DIRECTIONS FOR THIS TASK =>
Select every line containing the word "AppEntry" from the material, and copy those lines.
------------------------------
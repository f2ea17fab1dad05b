use std::fmt;

use serde::{Deserialize, Serialize};

use super::FilterMode;

/// The top-level document served by the feed endpoint
#[derive(Debug, Clone, PartialEq, Eq, Serialize, Deserialize)]
pub struct FeedEnvelope {
    pub feed: Feed,
}

/// The feed payload, holding the entries in source order
#[derive(Debug, Clone, PartialEq, Eq, Serialize, Deserialize)]
pub struct Feed {
    pub results: Vec<AppEntry>,
}

/// A single application listed on the feed.
///
/// Every field is required, a missing or non-string field fails the decoding of the whole document.
#[derive(Debug, Clone, PartialEq, Eq, Hash, Serialize, Deserialize)]
pub struct AppEntry {
    /// Copyright holder line
    pub copyright: String,
    /// Display name
    pub name: String,
    /// Url of the 100x100 artwork image
    #[serde(rename = "artworkUrl100")]
    pub artwork_url: String,
    /// Release date, as provided by the feed
    #[serde(rename = "releaseDate")]
    pub release_date: String,
}

impl FeedEnvelope {
    /// Decodes a feed document, returning its entries in source order
    pub fn decode(bytes: &[u8]) -> Result<Vec<AppEntry>, serde_json::Error> {
        let envelope: FeedEnvelope = serde_json::from_slice(bytes)?;
        Ok(envelope.feed.results)
    }

    /// Wraps the given entries into a document
    pub fn new(results: Vec<AppEntry>) -> Self {
        Self { feed: Feed { results } }
    }
}

impl AppEntry {
    /// Checks whether this entry must be displayed for the given query.
    ///
    /// Matching is a case-sensitive substring check and an empty query matches every entry.
    pub fn matches(&self, query: &str, mode: FilterMode) -> bool {
        if query.is_empty() {
            return true;
        }
        match mode {
            FilterMode::Fields => [&self.copyright, &self.name, &self.artwork_url, &self.release_date]
                .into_iter()
                .any(|field| field.contains(query)),
            FilterMode::Structural => format!("{self:?}").contains(query),
        }
    }
}

impl fmt::Display for AppEntry {
    fn fmt(&self, f: &mut fmt::Formatter<'_>) -> fmt::Result {
        write!(f, "{}\t{}\t{}", self.name, self.release_date, self.copyright)
    }
}

/// Filters the entries matching the query, preserving their order
pub fn filter_entries<'a>(entries: &'a [AppEntry], query: &str, mode: FilterMode) -> Vec<&'a AppEntry> {
    entries.iter().filter(|e| e.matches(query, mode)).collect()
}
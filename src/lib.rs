//! bizbooks - Category hierarchies and income statements for small businesses
//!
//! This library provides the core of the bizbooks bookkeeping tool. It turns
//! a business's flat category list into a name-sorted parent/child forest
//! and aggregates split-level transactions into an income statement with
//! category rankings and a monthly trend.
//!
//! # Architecture
//!
//! The crate is organized into the following modules:
//!
//! - `config`: Configuration and path management
//! - `error`: Custom error types
//! - `logging`: Tracing subscriber setup
//! - `models`: Core data models (categories, transactions, splits, months)
//! - `storage`: Per-business JSON snapshot storage
//! - `services`: Business logic, including the category hierarchy builder
//! - `reports`: The income statement aggregator
//! - `display`: Terminal formatting
//! - `export`: JSON, YAML and CSV report export
//! - `cli`: Command handlers
//!
//! # Example
//!
//! ```rust,ignore
//! use bizbooks::models::{Category, CategoryKind, Transaction};
//! use bizbooks::reports::IncomeStatement;
//!
//! let categories = vec![Category::new(1, "Sales", CategoryKind::Income)];
//! let transactions = vec![Transaction::new(1, "2024-01-05").with_split(1, 250.0)];
//! let report = IncomeStatement::build(&categories, &transactions);
//! ```

pub mod cli;
pub mod config;
pub mod display;
pub mod error;
pub mod export;
pub mod logging;
pub mod models;
pub mod reports;
pub mod services;
pub mod storage;

pub use error::{BooksError, BooksResult};
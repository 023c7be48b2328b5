//! Core data models for bizbooks
//!
//! Accounts, vendors, categories, transactions and their splits as delivered
//! by the bookkeeping API, plus the calendar month used to bucket report
//! activity.

pub mod account;
pub mod category;
pub mod ids;
pub mod month;
pub mod transaction;
pub mod vendor;

pub use account::{Account, AccountValidationError};
pub use category::{Category, CategoryKind, CategoryValidationError};
pub use ids::{AccountId, BusinessId, CategoryId, TransactionId, VendorId};
pub use month::ReportMonth;
pub use transaction::{parse_posted_date, Transaction, TransactionSplit};
pub use vendor::{Vendor, VendorValidationError};
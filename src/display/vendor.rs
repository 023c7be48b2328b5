//! Vendor display formatting

use crate::models::Vendor;

/// Format a table of vendors with their contact details
pub fn format_vendor_list(vendors: &[Vendor]) -> String {
    if vendors.is_empty() {
        return "No vendors found.\n\nRun 'bizbooks vendor create' to add one.\n".to_string();
    }

    let name_width = vendors
        .iter()
        .map(|v| v.name.chars().count())
        .max()
        .unwrap_or(4)
        .max(6);

    let mut output = String::new();
    output.push_str(&format!(
        "{:<8}  {:<width$}  {:<6}  {}\n",
        "ID",
        "Vendor",
        "Active",
        "Contact",
        width = name_width
    ));
    output.push_str(&format!(
        "{:-<8}  {:-<width$}  {:-<6}  {:-<8}\n",
        "",
        "",
        "",
        "",
        width = name_width
    ));

    for vendor in vendors {
        let contact: Vec<&str> = [&vendor.contact_name, &vendor.email, &vendor.phone]
            .into_iter()
            .filter_map(|field| field.as_deref())
            .collect();
        let contact = if contact.is_empty() {
            "-".to_string()
        } else {
            contact.join(", ")
        };

        output.push_str(&format!(
            "{:<8}  {:<width$}  {:<6}  {}\n",
            vendor.id.to_string(),
            vendor.name,
            if vendor.active { "Yes" } else { "No" },
            contact,
            width = name_width
        ));
    }

    output
}
//! Vendor CLI commands
//!
//! Implements CLI commands for listing and creating vendors.

use clap::Subcommand;

use crate::display::vendor::format_vendor_list;
use crate::error::BooksResult;
use crate::services::{NewVendor, VendorService};
use crate::storage::Storage;

/// Vendor subcommands
#[derive(Subcommand)]
pub enum VendorCommands {
    /// List all vendors
    List,

    /// Create a new vendor
    Create {
        /// Vendor name
        name: String,
        /// Contact person
        #[arg(short, long)]
        contact: Option<String>,
        /// Contact email
        #[arg(short, long)]
        email: Option<String>,
        /// Contact phone
        #[arg(short, long)]
        phone: Option<String>,
        /// Create the vendor as inactive
        #[arg(long)]
        inactive: bool,
    },
}

/// Handle a vendor command
pub fn handle_vendor_command(storage: &Storage, cmd: VendorCommands) -> BooksResult<()> {
    let service = VendorService::new(storage);

    match cmd {
        VendorCommands::List => {
            let vendors = service.list()?;
            print!("{}", format_vendor_list(&vendors));
        }

        VendorCommands::Create {
            name,
            contact,
            email,
            phone,
            inactive,
        } => {
            let vendor = service.create(NewVendor {
                name,
                contact_name: contact,
                email,
                phone,
                active: !inactive,
            })?;

            println!("Created vendor: {} ({})", vendor.name, vendor.id);
        }
    }

    Ok(())
}
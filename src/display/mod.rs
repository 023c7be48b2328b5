//! Display formatting for terminal output
//!
//! Provides utilities for formatting accounts, vendors, categories,
//! transactions and amounts for terminal display.

pub mod account;
pub mod category;
pub mod transaction;
pub mod vendor;

pub use account::format_account_list;
pub use category::{
    format_category_details, format_category_list, format_category_options, format_category_tree,
};
pub use transaction::{format_transaction_details, format_transaction_register};
pub use vendor::format_vendor_list;

/// Format an amount with a currency symbol and two decimals (e.g. `-$12.50`)
pub fn format_amount(amount: f64, symbol: &str) -> String {
    if !amount.is_finite() {
        return "n/a".to_string();
    }
    let sign = if amount < 0.0 { "-" } else { "" };
    format!("{}{}{:.2}", sign, symbol, amount.abs())
}

/// Pad or cut a string to exactly `max_len` characters
pub(crate) fn truncate(s: &str, max_len: usize) -> String {
    if s.chars().count() <= max_len {
        format!("{:width$}", s, width = max_len)
    } else {
        let cut: String = s.chars().take(max_len.saturating_sub(3)).collect();
        format!("{}...", cut)
    }
}

#[cfg(test)]
mod tests {
    use super::*;

    #[test]
    fn test_format_amount() {
        assert_eq!(format_amount(1000.0, "$"), "$1000.00");
        assert_eq!(format_amount(-12.5, "$"), "-$12.50");
        assert_eq!(format_amount(0.0, "€"), "€0.00");
        assert_eq!(format_amount(f64::NAN, "$"), "n/a");
    }

    #[test]
    fn test_truncate() {
        assert_eq!(truncate("Rent", 6), "Rent  ");
        assert_eq!(truncate("Office Supplies", 8), "Offic...");
        assert_eq!(truncate("Café Crème Brûlée", 7), "Café...");
    }
}
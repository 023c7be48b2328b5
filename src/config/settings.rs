//! User settings for bizbooks
//!
//! Display preferences persisted as `config.json` in the base directory.

use serde::{Deserialize, Serialize};

use super::paths::BooksPaths;
use crate::error::BooksError;

/// User settings for bizbooks
#[derive(Debug, Clone, Serialize, Deserialize)]
pub struct Settings {
    /// Schema version for migration support
    #[serde(default = "default_schema_version")]
    pub schema_version: u32,

    /// Currency symbol used when printing amounts
    #[serde(default = "default_currency")]
    pub currency_symbol: String,

    /// Date format preference (strftime format)
    #[serde(default = "default_date_format")]
    pub date_format: String,
}

fn default_schema_version() -> u32 {
    1
}

fn default_currency() -> String {
    "$".to_string()
}

fn default_date_format() -> String {
    "%Y-%m-%d".to_string()
}

impl Default for Settings {
    fn default() -> Self {
        Self {
            schema_version: default_schema_version(),
            currency_symbol: default_currency(),
            date_format: default_date_format(),
        }
    }
}

impl Settings {
    /// Load settings from disk, or create default settings if file doesn't exist
    pub fn load_or_create(paths: &BooksPaths) -> Result<Self, BooksError> {
        let settings_path = paths.settings_file();

        if settings_path.exists() {
            let contents = std::fs::read_to_string(&settings_path)
                .map_err(|e| BooksError::Io(format!("Failed to read settings file: {}", e)))?;

            let settings: Settings = serde_json::from_str(&contents).map_err(|e| {
                BooksError::Config(format!("Failed to parse settings file: {}", e))
            })?;

            Ok(settings)
        } else {
            // Don't save yet - let caller decide when to persist
            Ok(Settings::default())
        }
    }

    /// Save settings to disk
    pub fn save(&self, paths: &BooksPaths) -> Result<(), BooksError> {
        paths.ensure_directories()?;

        let contents = serde_json::to_string_pretty(self)
            .map_err(|e| BooksError::Config(format!("Failed to serialize settings: {}", e)))?;

        std::fs::write(paths.settings_file(), contents)
            .map_err(|e| BooksError::Io(format!("Failed to write settings file: {}", e)))?;

        Ok(())
    }
}
//! Transaction model
//!
//! A transaction posts a signed amount to an account and distributes its
//! effect across categories through one or more splits. Records mirror the
//! bookkeeping API's JSON shape; posting dates are kept as the raw text the
//! source supplied and parsed on demand.

use chrono::{DateTime, NaiveDate, NaiveDateTime, Utc};
use serde::de::IgnoredAny;
use serde::{Deserialize, Deserializer, Serialize};

use super::ids::{AccountId, BusinessId, CategoryId, TransactionId, VendorId};

/// A single (category, amount) allocation within a transaction
#[derive(Debug, Clone, PartialEq, Serialize, Deserialize)]
#[serde(rename_all = "camelCase")]
pub struct TransactionSplit {
    /// Category this portion is assigned to
    #[serde(default)]
    pub category_id: Option<CategoryId>,

    /// Signed amount; NaN when the source value was not numeric
    #[serde(default = "missing_amount", deserialize_with = "deserialize_amount")]
    pub amount: f64,

    /// Optional memo for this split
    #[serde(default, skip_serializing_if = "Option::is_none")]
    pub memo: Option<String>,
}

impl TransactionSplit {
    /// Create a new split
    pub fn new(category_id: CategoryId, amount: f64) -> Self {
        Self {
            category_id: Some(category_id),
            amount,
            memo: None,
        }
    }

    /// Whether the amount can contribute to a total
    pub fn has_usable_amount(&self) -> bool {
        self.amount.is_finite() && self.amount != 0.0
    }
}

/// A financial transaction
#[derive(Debug, Clone, PartialEq, Serialize, Deserialize)]
#[serde(rename_all = "camelCase")]
pub struct Transaction {
    /// Unique identifier
    pub id: TransactionId,

    /// Owning business
    #[serde(default, skip_serializing_if = "Option::is_none")]
    pub business_id: Option<BusinessId>,

    /// Account the transaction posted to
    #[serde(default)]
    pub account_id: Option<AccountId>,

    /// Account name, when the source denormalized it
    #[serde(default, skip_serializing_if = "Option::is_none")]
    pub account_name: Option<String>,

    /// Payee
    #[serde(default)]
    pub payee: String,

    /// Memo/notes
    #[serde(default, skip_serializing_if = "Option::is_none")]
    pub memo: Option<String>,

    /// Posting date as supplied (e.g. "2024-01-15" or an RFC 3339 timestamp)
    #[serde(default)]
    pub posted_at: String,

    /// Total signed amount
    #[serde(default, deserialize_with = "deserialize_amount")]
    pub amount: f64,

    /// Vendor reference
    #[serde(default, skip_serializing_if = "Option::is_none")]
    pub vendor_id: Option<VendorId>,

    /// Vendor name, when the source denormalized it
    #[serde(default, skip_serializing_if = "Option::is_none")]
    pub vendor_name: Option<String>,

    /// Category allocations
    #[serde(default)]
    pub splits: Vec<TransactionSplit>,

    /// When the transaction was created
    #[serde(default, skip_serializing_if = "Option::is_none")]
    pub created_at: Option<DateTime<Utc>>,

    /// When the transaction was last modified
    #[serde(default, skip_serializing_if = "Option::is_none")]
    pub updated_at: Option<DateTime<Utc>>,
}

impl Transaction {
    /// Create a transaction with no splits
    pub fn new(id: i64, posted_at: impl Into<String>) -> Self {
        Self {
            id: TransactionId::new(id),
            business_id: None,
            account_id: None,
            account_name: None,
            payee: String::new(),
            memo: None,
            posted_at: posted_at.into(),
            amount: 0.0,
            vendor_id: None,
            vendor_name: None,
            splits: Vec::new(),
            created_at: None,
            updated_at: None,
        }
    }

    /// Builder-style helper appending a split
    pub fn with_split(mut self, category_id: i64, amount: f64) -> Self {
        self.splits
            .push(TransactionSplit::new(CategoryId::new(category_id), amount));
        self
    }

    /// Calendar date of posting, if the source text is parseable
    pub fn posted_date(&self) -> Option<NaiveDate> {
        parse_posted_date(&self.posted_at)
    }

    /// Check if this transaction spreads across several categories
    pub fn is_split(&self) -> bool {
        self.splits.len() > 1
    }
}

/// Parse a posting date in any of the shapes the API emits.
///
/// Timestamps resolve to the calendar date written in them; the offset is
/// not converted to another zone.
pub fn parse_posted_date(text: &str) -> Option<NaiveDate> {
    let text = text.trim();
    if text.is_empty() {
        return None;
    }

    if let Ok(date) = NaiveDate::parse_from_str(text, "%Y-%m-%d") {
        return Some(date);
    }

    if let Ok(timestamp) = DateTime::parse_from_rfc3339(text) {
        return Some(timestamp.date_naive());
    }

    ["%Y-%m-%dT%H:%M:%S%.f", "%Y-%m-%d %H:%M:%S%.f"]
        .iter()
        .find_map(|fmt| NaiveDateTime::parse_from_str(text, fmt).ok())
        .map(|timestamp| timestamp.date())
}

fn missing_amount() -> f64 {
    f64::NAN
}

/// Accept numbers and numeric strings; anything else becomes NaN.
fn deserialize_amount<'de, D>(deserializer: D) -> Result<f64, D::Error>
where
    D: Deserializer<'de>,
{
    #[derive(Deserialize)]
    #[serde(untagged)]
    enum RawAmount {
        Number(f64),
        Text(String),
        Other(IgnoredAny),
    }

    Ok(match RawAmount::deserialize(deserializer)? {
        RawAmount::Number(value) => value,
        RawAmount::Text(text) => text.trim().parse().unwrap_or(f64::NAN),
        RawAmount::Other(_) => f64::NAN,
    })
}

#[cfg(test)]
mod tests {
    use super::*;

    fn date(y: i32, m: u32, d: u32) -> NaiveDate {
        NaiveDate::from_ymd_opt(y, m, d).unwrap()
    }

    #[test]
    fn test_parse_plain_date() {
        assert_eq!(parse_posted_date("2024-01-15"), Some(date(2024, 1, 15)));
        assert_eq!(parse_posted_date(" 2024-01-15 "), Some(date(2024, 1, 15)));
    }

    #[test]
    fn test_parse_timestamps() {
        assert_eq!(
            parse_posted_date("2024-01-31T23:30:00-05:00"),
            Some(date(2024, 1, 31))
        );
        assert_eq!(
            parse_posted_date("2024-02-01T08:00:00Z"),
            Some(date(2024, 2, 1))
        );
        assert_eq!(
            parse_posted_date("2024-02-01T08:00:00"),
            Some(date(2024, 2, 1))
        );
        assert_eq!(
            parse_posted_date("2024-02-01 08:00:00.250"),
            Some(date(2024, 2, 1))
        );
    }

    #[test]
    fn test_parse_rejects_garbage() {
        assert_eq!(parse_posted_date(""), None);
        assert_eq!(parse_posted_date("yesterday"), None);
        assert_eq!(parse_posted_date("2024-02-30"), None);
    }

    #[test]
    fn test_deserialize_api_shape() {
        let json = r#"{
            "id": 9,
            "businessId": 1,
            "accountId": 3,
            "accountName": "Checking",
            "payee": "Landlord",
            "memo": null,
            "postedAt": "2024-01-20",
            "amount": -300.0,
            "vendorId": null,
            "splits": [
                {"categoryId": 2, "amount": -250, "memo": "base"},
                {"categoryId": 4, "amount": "-50.00"}
            ]
        }"#;
        let txn: Transaction = serde_json::from_str(json).unwrap();
        assert_eq!(txn.id, TransactionId::new(9));
        assert_eq!(txn.account_id, Some(AccountId::new(3)));
        assert_eq!(txn.posted_date(), Some(date(2024, 1, 20)));
        assert!(txn.is_split());
        assert_eq!(txn.splits[0].amount, -250.0);
        assert_eq!(txn.splits[0].memo.as_deref(), Some("base"));
        assert_eq!(txn.splits[1].amount, -50.0);
    }

    #[test]
    fn test_non_numeric_amounts_become_nan() {
        let json = r#"[
            {"categoryId": 1, "amount": "abc"},
            {"categoryId": 1, "amount": null},
            {"categoryId": 1},
            {"categoryId": 1, "amount": true},
            {"categoryId": 1, "amount": 0}
        ]"#;
        let splits: Vec<TransactionSplit> = serde_json::from_str(json).unwrap();
        assert!(splits[..4].iter().all(|s| s.amount.is_nan()));
        assert!(splits.iter().all(|s| !s.has_usable_amount()));
    }

    #[test]
    fn test_builder() {
        let txn = Transaction::new(1, "2024-03-01").with_split(7, 12.5);
        assert_eq!(txn.splits.len(), 1);
        assert!(!txn.is_split());
        assert_eq!(txn.splits[0].category_id, Some(CategoryId::new(7)));
        assert!(txn.splits[0].has_usable_amount());
    }
}
//! YAML export of the income statement

use std::io::Write;

use crate::error::{BooksError, BooksResult};
use crate::export::json::ReportExport;

/// Write the export as YAML with a comment header
pub fn export_income_statement_yaml<W: Write>(
    export: &ReportExport,
    writer: &mut W,
) -> BooksResult<()> {
    let period = export
        .report
        .period_label
        .as_deref()
        .unwrap_or("no dated activity");

    writeln!(writer, "# bizbooks income statement").map_err(|e| BooksError::Export(e.to_string()))?;
    writeln!(writer, "# Business: {}", export.business_id)
        .map_err(|e| BooksError::Export(e.to_string()))?;
    writeln!(writer, "# Period: {}", period).map_err(|e| BooksError::Export(e.to_string()))?;
    writeln!(writer, "# Generated: {}", export.exported_at)
        .map_err(|e| BooksError::Export(e.to_string()))?;
    writeln!(writer, "# App Version: {}", export.app_version)
        .map_err(|e| BooksError::Export(e.to_string()))?;
    writeln!(writer).map_err(|e| BooksError::Export(e.to_string()))?;

    serde_yaml::to_writer(writer, export).map_err(|e| BooksError::Export(e.to_string()))?;

    Ok(())
}
//! Account CLI commands
//!
//! Implements CLI commands for listing and creating accounts.

use clap::Subcommand;

use crate::display::account::format_account_list;
use crate::error::BooksResult;
use crate::services::AccountService;
use crate::storage::Storage;

/// Account subcommands
#[derive(Subcommand)]
pub enum AccountCommands {
    /// List all accounts
    List,

    /// Create a new account
    Create {
        /// Account name
        name: String,
        /// Account type (e.g. "Checking", "Credit Card")
        #[arg(short = 't', long)]
        account_type: Option<String>,
    },
}

/// Handle an account command
pub fn handle_account_command(storage: &Storage, cmd: AccountCommands) -> BooksResult<()> {
    let service = AccountService::new(storage);

    match cmd {
        AccountCommands::List => {
            let accounts = service.list()?;
            print!("{}", format_account_list(&accounts));
        }

        AccountCommands::Create { name, account_type } => {
            let account = service.create(&name, account_type.as_deref())?;

            println!("Created account: {} ({})", account.name, account.id);
            if let Some(account_type) = &account.account_type {
                println!("  Type: {}", account_type);
            }
        }
    }

    Ok(())
}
------------------------------
OUTPUT FOR THIS EXERCISE =>
    pub results: Vec<AppEntry>,
pub struct AppEntry {
    pub fn decode(bytes: &[u8]) -> Result<Vec<AppEntry>, serde_json::Error> {
    pub fn new(results: Vec<AppEntry>) -> Self {
impl AppEntry {
impl fmt::Display for AppEntry {
pub fn filter_entries<'a>(entries: &'a [AppEntry], query: &str, mode: FilterMode) -> Vec<&'a AppEntry> {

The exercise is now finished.